We do whatever we can to get back to
that point. Some things aren’t bad to do, like my cup of tea after a pfft day. But other things are
destructive, like saying the same things over and over to a spouse and not
getting the results we hope for. (Isn’t that the definition of insanity?)
Today I was off kilter, not on my
set point, and my equilibrium was disturbed. I badly wanted to sit on the
center of the teeter-totter again. To do so, I invested time and effort to
regain that sweet spot.
The whole world is off its
center—physically and humanly speaking. What seems normal in the physical world
is only what we are used to seeing in the world around us. Humanity is the
same. My center is my norm, what I’m used to, what I want my life to be. It’s
what seems normal to me—my comfort zone.
What God wants is to move that zone.
I don’t want him to do that. I like my norm. But his norm is better. He’s
always extending me the invitation to move into his zone. I’m not always so sure about his zone, if I’m
perfectly honest. Sometimes I want to keep trying the insanity method, even
though it continues to fail, just because it’s familiar.

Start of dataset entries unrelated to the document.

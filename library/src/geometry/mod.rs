pub mod bounds;
pub mod transform;

pub use bounds::{BoundingBox, Corner, HandleHit};
pub use transform::{CoordinateTransform, DesignSize, Orientation, Point, Viewport};
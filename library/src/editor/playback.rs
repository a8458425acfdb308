use std::cell::Cell;
use std::rc::Rc;
use std::time::Instant;

use log::debug;

/// Monotonic wall clock in milliseconds.
pub trait TimeSource {
    fn now_ms(&self) -> f64;
}

pub struct SystemTimeSource {
    origin: Instant,
}

impl Default for SystemTimeSource {
    fn default() -> Self {
        Self {
            origin: Instant::now(),
        }
    }
}

impl TimeSource for SystemTimeSource {
    fn now_ms(&self) -> f64 {
        self.origin.elapsed().as_secs_f64() * 1000.0
    }
}

/// Hand-driven clock for tests and headless use. Clones share the same time.
#[derive(Clone, Default)]
pub struct ManualTimeSource {
    now: Rc<Cell<f64>>,
}

impl ManualTimeSource {
    pub fn new() -> Self {
        Self::default()
    }

    pub fn set_ms(&self, ms: f64) {
        self.now.set(ms);
    }

    pub fn advance_ms(&self, ms: f64) {
        self.now.set(self.now.get() + ms);
    }
}

impl TimeSource for ManualTimeSource {
    fn now_ms(&self) -> f64 {
        self.now.get()
    }
}

#[derive(Clone, Copy, PartialEq, Debug)]
enum ClockState {
    Stopped,
    Playing { wall_start_ms: f64, scene_start: f64 },
}

#[derive(Clone, Copy, PartialEq, Debug)]
pub enum TickOutcome {
    /// Not playing; carries the unchanged current time.
    Idle(f64),
    Advanced(f64),
    /// Reached the end of the scene and stopped.
    Ended(f64),
}

/// Scene time driven by a wall clock. Time is derived from the anchor taken
/// at `play`, never accumulated per tick, so irregular ticks do not drift.
pub struct PlaybackClock {
    source: Box<dyn TimeSource>,
    state: ClockState,
    current: f64,
    duration: f64,
    on_end: Option<Box<dyn FnMut()>>,
}

impl PlaybackClock {
    pub fn new(source: Box<dyn TimeSource>) -> Self {
        Self {
            source,
            state: ClockState::Stopped,
            current: 0.0,
            duration: 0.0,
            on_end: None,
        }
    }

    pub fn set_on_end(&mut self, callback: impl FnMut() + 'static) {
        self.on_end = Some(Box::new(callback));
    }

    pub fn set_duration(&mut self, duration: f64) {
        self.duration = duration.max(0.0);
        if !self.is_playing() {
            self.current = self.current.min(self.duration);
        }
    }

    pub fn duration(&self) -> f64 {
        self.duration
    }

    pub fn current_time(&self) -> f64 {
        self.current
    }

    pub fn is_playing(&self) -> bool {
        matches!(self.state, ClockState::Playing { .. })
    }

    pub fn play(&mut self) {
        if self.is_playing() {
            return;
        }
        if self.current >= self.duration {
            self.current = 0.0;
        }
        self.state = ClockState::Playing {
            wall_start_ms: self.source.now_ms(),
            scene_start: self.current,
        };
        debug!("Playback started at {:.3}s", self.current);
    }

    /// Freezes at the time reached so far.
    pub fn stop(&mut self) {
        if let ClockState::Playing { .. } = self.state {
            self.current = self.position();
            self.state = ClockState::Stopped;
            debug!("Playback stopped at {:.3}s", self.current);
        }
    }

    pub fn tick(&mut self) -> TickOutcome {
        if !self.is_playing() {
            return TickOutcome::Idle(self.current);
        }
        self.current = self.position();
        if self.current >= self.duration {
            self.current = self.duration;
            self.state = ClockState::Stopped;
            if let Some(on_end) = self.on_end.as_mut() {
                on_end();
            }
            return TickOutcome::Ended(self.current);
        }
        TickOutcome::Advanced(self.current)
    }

    /// Jumps to `time`. Playback is paused first.
    pub fn scrub(&mut self, time: f64) {
        self.stop();
        self.current = time.clamp(0.0, self.duration);
    }

    fn position(&self) -> f64 {
        match self.state {
            ClockState::Stopped => self.current,
            ClockState::Playing {
                wall_start_ms,
                scene_start,
            } => {
                let elapsed = (self.source.now_ms() - wall_start_ms) / 1000.0;
                (scene_start + elapsed).min(self.duration)
            }
        }
    }
}

#[cfg(test)]
mod tests {
    use super::*;

    fn clock(duration: f64) -> (PlaybackClock, ManualTimeSource) {
        let source = ManualTimeSource::new();
        let mut clock = PlaybackClock::new(Box::new(source.clone()));
        clock.set_duration(duration);
        (clock, source)
    }

    #[test]
    fn advances_from_anchor() {
        let (mut clock, source) = clock(10.0);
        source.set_ms(5_000.0);
        clock.scrub(2.0);
        clock.play();
        source.advance_ms(1_500.0);
        assert_eq!(clock.tick(), TickOutcome::Advanced(3.5));
    }

    #[test]
    fn stops_at_end_and_fires_callback() {
        let (mut clock, source) = clock(4.0);
        let fired = Rc::new(Cell::new(0));
        let seen = fired.clone();
        clock.set_on_end(move || seen.set(seen.get() + 1));
        clock.play();
        source.advance_ms(9_000.0);
        assert_eq!(clock.tick(), TickOutcome::Ended(4.0));
        assert_eq!(fired.get(), 1);
        assert!(!clock.is_playing());
        assert_eq!(clock.tick(), TickOutcome::Idle(4.0));
    }

    #[test]
    fn scrub_pauses_and_clamps() {
        let (mut clock, source) = clock(6.0);
        clock.play();
        source.advance_ms(1_000.0);
        clock.scrub(42.0);
        assert!(!clock.is_playing());
        assert_eq!(clock.current_time(), 6.0);
        clock.scrub(-1.0);
        assert_eq!(clock.current_time(), 0.0);
    }

    #[test]
    fn play_at_end_restarts() {
        let (mut clock, source) = clock(3.0);
        clock.scrub(3.0);
        clock.play();
        source.advance_ms(500.0);
        assert_eq!(clock.tick(), TickOutcome::Advanced(0.5));
    }
}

If I try stepping into the God zone,
I could end up in Egypt, like Joseph, leaving my hometown like Sarai, becoming
a leader, like Gideon, when I would rather stay in my kitchen. I don’t want a
new norm.
So lately, as God has tapped
something in my life, I flinch and squirm. I feel shame and relief. And I look
at my insane way of coping and get ready to move to a new norm, because as I’ve
kept one foot stubbornly anchored to the old norm and inched the other toward
the new, I’ve realized how much better the new is going to be. God is there
waiting for me.
He always is, always has been. His
set point surpasses any of mine. And he patiently waits until I’m ready so he
can teach me and show me that it’s a great place to be, even though it may look
crazy from my own point of insanity.
Where is God moving your set point?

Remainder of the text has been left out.